(Stored data)

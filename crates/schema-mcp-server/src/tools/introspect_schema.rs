use enumset::EnumSet;
use rmcp::model::{CallToolResult, Content, Tool};
use schema_search::{
    DEFAULT_MAX_FIELDS_PER_TYPE, DEFAULT_MAX_RESULTS, DEFAULT_MUTATION_TYPE, DEFAULT_QUERY_TYPE,
    SearchOptions, Section, search,
};
use schemars::JsonSchema;
use serde::Deserialize;
use tracing::{debug, warn};

use crate::errors::McpError;
use crate::schema_source::SchemaSource;
use crate::tools::description::append_description_hint;
use crate::tools::input_schema;

/// The name of the tool to search the GraphQL schema
pub const INTROSPECT_SCHEMA_TOOL_NAME: &str = "introspect_admin_schema";

/// Schema search settings
#[derive(Debug, Clone, Deserialize, JsonSchema)]
#[serde(default)]
pub struct SearchConfig {
    /// Maximum number of types, queries and mutations listed per section
    pub max_results: usize,

    /// Maximum number of fields listed for a single type
    pub max_fields_per_type: usize,

    /// Name of the query root type
    pub query_type: String,

    /// Name of the mutation root type
    pub mutation_type: String,

    /// Extra guidance appended to the tool description
    pub hint: Option<String>,
}

impl Default for SearchConfig {
    fn default() -> Self {
        Self {
            max_results: DEFAULT_MAX_RESULTS,
            max_fields_per_type: DEFAULT_MAX_FIELDS_PER_TYPE,
            query_type: DEFAULT_QUERY_TYPE.to_string(),
            mutation_type: DEFAULT_MUTATION_TYPE.to_string(),
            hint: None,
        }
    }
}

impl SearchConfig {
    fn options(&self, sections: EnumSet<Section>) -> SearchOptions {
        SearchOptions::builder()
            .max_results(self.max_results)
            .max_fields_per_type(self.max_fields_per_type)
            .sections(sections)
            .query_type(self.query_type.clone())
            .mutation_type(self.mutation_type.clone())
            .build()
    }
}

/// Input for the schema search tool.
#[derive(JsonSchema, Deserialize)]
pub struct Input {
    /// Search term to filter schema elements by name. Only pass simple terms like 'product', 'category', etc.
    query: String,

    /// Filter results to show specific sections. Can include 'types', 'queries', 'mutations', or 'all' (default)
    #[serde(default = "default_filter")]
    filter: Vec<Section>,
}

fn default_filter() -> Vec<Section> {
    vec![Section::All]
}

/// A tool to search the GraphQL schema for types, queries and mutations by name.
#[derive(Clone)]
pub struct IntrospectSchema {
    source: SchemaSource,
    config: SearchConfig,
    api_name: String,
    pub tool: Tool,
}

impl IntrospectSchema {
    pub fn new(source: SchemaSource, config: SearchConfig, api_name: impl Into<String>) -> Self {
        let api_name = api_name.into();
        let description = format!(
            "This tool introspects and returns the portion of the {api_name} GraphQL schema relevant to the user prompt. Only use this for the {api_name} API.\n\n\
             It takes two arguments: query and filter. The query argument is the string search term to filter schema elements by name. \
             The filter argument is an array of strings to filter results to show specific sections."
        );
        let tool = Tool::new(
            INTROSPECT_SCHEMA_TOOL_NAME,
            append_description_hint(&description, config.hint.as_deref()).into_owned(),
            input_schema::<Input>(),
        );
        Self {
            source,
            config,
            api_name,
            tool,
        }
    }

    pub async fn execute(&self, input: Input) -> Result<CallToolResult, McpError> {
        let sections: EnumSet<Section> = input.filter.into_iter().collect();
        debug!(query = %input.query, ?sections, "Searching schema");

        match self.source.load().await {
            Ok(document) => {
                let report = search(&document, &input.query, &self.config.options(sections));
                Ok(CallToolResult::success(vec![Content::text(report.text)]))
            }
            Err(error) => {
                warn!("Failed to load schema: {error}");
                Ok(CallToolResult::error(vec![Content::text(format!(
                    "Error processing {} GraphQL schema: {error}. Make sure the schema file exists.",
                    self.api_name
                ))]))
            }
        }
    }
}

#[cfg(test)]
mod tests {
    use rstest::{fixture, rstest};
    use serde_json::json;
    use tempfile::TempDir;

    use super::*;

    const SCHEMA: &str = r#"{
        "data": { "__schema": { "types": [
            {
                "kind": "OBJECT",
                "name": "Product",
                "description": "A product in the shop",
                "fields": [{
                    "name": "id",
                    "args": [],
                    "type": { "kind": "SCALAR", "name": "ID" }
                }]
            },
            {
                "kind": "OBJECT",
                "name": "QueryRoot",
                "fields": [{
                    "name": "products",
                    "args": [],
                    "type": { "kind": "OBJECT", "name": "ProductConnection" }
                }]
            },
            {
                "kind": "OBJECT",
                "name": "Mutation",
                "fields": [{
                    "name": "productCreate",
                    "args": [],
                    "type": { "kind": "OBJECT", "name": "Product" }
                }]
            }
        ] } }
    }"#;

    struct Fixture {
        _dir: TempDir,
        tool: IntrospectSchema,
    }

    #[fixture]
    fn fixture() -> Fixture {
        let dir = tempfile::tempdir().unwrap();
        let path = dir.path().join("schema.json");
        std::fs::write(&path, SCHEMA).unwrap();
        Fixture {
            tool: IntrospectSchema::new(
                SchemaSource::new(path),
                SearchConfig::default(),
                "Adobe Commerce",
            ),
            _dir: dir,
        }
    }

    fn input(value: serde_json::Value) -> Input {
        serde_json::from_value(value).unwrap()
    }

    fn text(result: &CallToolResult) -> &str {
        result
            .content
            .first()
            .and_then(|content| content.as_text())
            .map(|text| text.text.as_str())
            .unwrap()
    }

    #[rstest]
    #[tokio::test]
    async fn searches_every_section_by_default(fixture: Fixture) {
        let result = fixture
            .tool
            .execute(input(json!({ "query": "products" })))
            .await
            .unwrap();

        assert_ne!(result.is_error, Some(true));
        insta::assert_snapshot!(text(&result), @r"
        ## Matching GraphQL Types:
        OBJECT Product
          Description: A product in the shop
          Fields:
          id: ID

        ## Matching GraphQL Queries:
        products
          Returns: ProductConnection

        ## Matching GraphQL Mutations:
        productCreate
          Returns: Product
        ");
    }

    #[rstest]
    #[tokio::test]
    async fn filters_sections(fixture: Fixture) {
        let result = fixture
            .tool
            .execute(input(json!({ "query": "product", "filter": ["mutations"] })))
            .await
            .unwrap();

        assert_eq!(
            text(&result),
            "## Matching GraphQL Mutations:\nproductCreate\n  Returns: Product"
        );
    }

    #[rstest]
    #[tokio::test]
    async fn no_matches_is_still_a_success(fixture: Fixture) {
        let result = fixture
            .tool
            .execute(input(json!({ "query": "customer", "filter": ["types"] })))
            .await
            .unwrap();

        assert_ne!(result.is_error, Some(true));
        assert_eq!(
            text(&result),
            "## Matching GraphQL Types:\nNo matching types found.\n\n"
        );
    }

    #[tokio::test]
    async fn missing_schema_is_reported_as_a_tool_error() {
        let dir = tempfile::tempdir().unwrap();
        let tool = IntrospectSchema::new(
            SchemaSource::new(dir.path().join("missing.json")),
            SearchConfig::default(),
            "Adobe Commerce",
        );

        let result = tool
            .execute(input(json!({ "query": "product" })))
            .await
            .unwrap();

        assert_eq!(result.is_error, Some(true));
        let message = text(&result);
        assert!(message.starts_with("Error processing Adobe Commerce GraphQL schema: "));
        assert!(message.ends_with(". Make sure the schema file exists."));
    }

    #[test]
    fn filter_defaults_to_all_sections() {
        let input = input(json!({ "query": "product" }));
        assert_eq!(input.filter, vec![Section::All]);
    }

    #[test]
    fn rejects_unknown_sections() {
        let result =
            serde_json::from_value::<Input>(json!({ "query": "product", "filter": ["fields"] }));
        assert!(result.is_err());
    }

    #[test]
    fn tool_describes_the_configured_api() {
        let tool = IntrospectSchema::new(
            SchemaSource::new("schema.json"),
            SearchConfig {
                hint: Some("Prefer the storefront types".to_string()),
                ..Default::default()
            },
            "Shopify Admin",
        );

        assert_eq!(tool.tool.name, INTROSPECT_SCHEMA_TOOL_NAME);
        let description = tool.tool.description.as_deref().unwrap_or_default();
        assert!(description.starts_with(
            "This tool introspects and returns the portion of the Shopify Admin GraphQL schema"
        ));
        assert!(description.ends_with("\nHint: Prefer the storefront types"));
    }

    #[test]
    fn input_schema_requires_only_the_query() {
        let tool = IntrospectSchema::new(
            SchemaSource::new("schema.json"),
            SearchConfig::default(),
            "Adobe Commerce",
        );

        let schema = serde_json::Value::Object(tool.tool.input_schema.as_ref().clone());
        assert_eq!(schema["required"], json!(["query"]));
        assert_eq!(schema["properties"]["query"]["type"], json!("string"));
        assert_eq!(schema["properties"]["filter"]["default"], json!(["all"]));
    }

    #[test]
    fn search_config_maps_to_search_options() {
        let config = SearchConfig {
            max_results: 3,
            max_fields_per_type: 7,
            query_type: "Query".to_string(),
            mutation_type: "Mutations".to_string(),
            hint: None,
        };

        let options = config.options(Section::Types | Section::Queries);

        assert_eq!(options.max_results, 3);
        assert_eq!(options.max_fields_per_type, 7);
        assert_eq!(options.query_type, "Query");
        assert_eq!(options.mutation_type, "Mutations");
        assert!(options.includes(Section::Queries));
        assert!(!options.includes(Section::Mutations));
    }
}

ABOUT THIS TASK: Retrieve each line of the data in which the word "ProductConnection" can be found.

TASK RESULT:
                    "type": { "kind": "OBJECT", "name": "ProductConnection" }
          Returns: ProductConnection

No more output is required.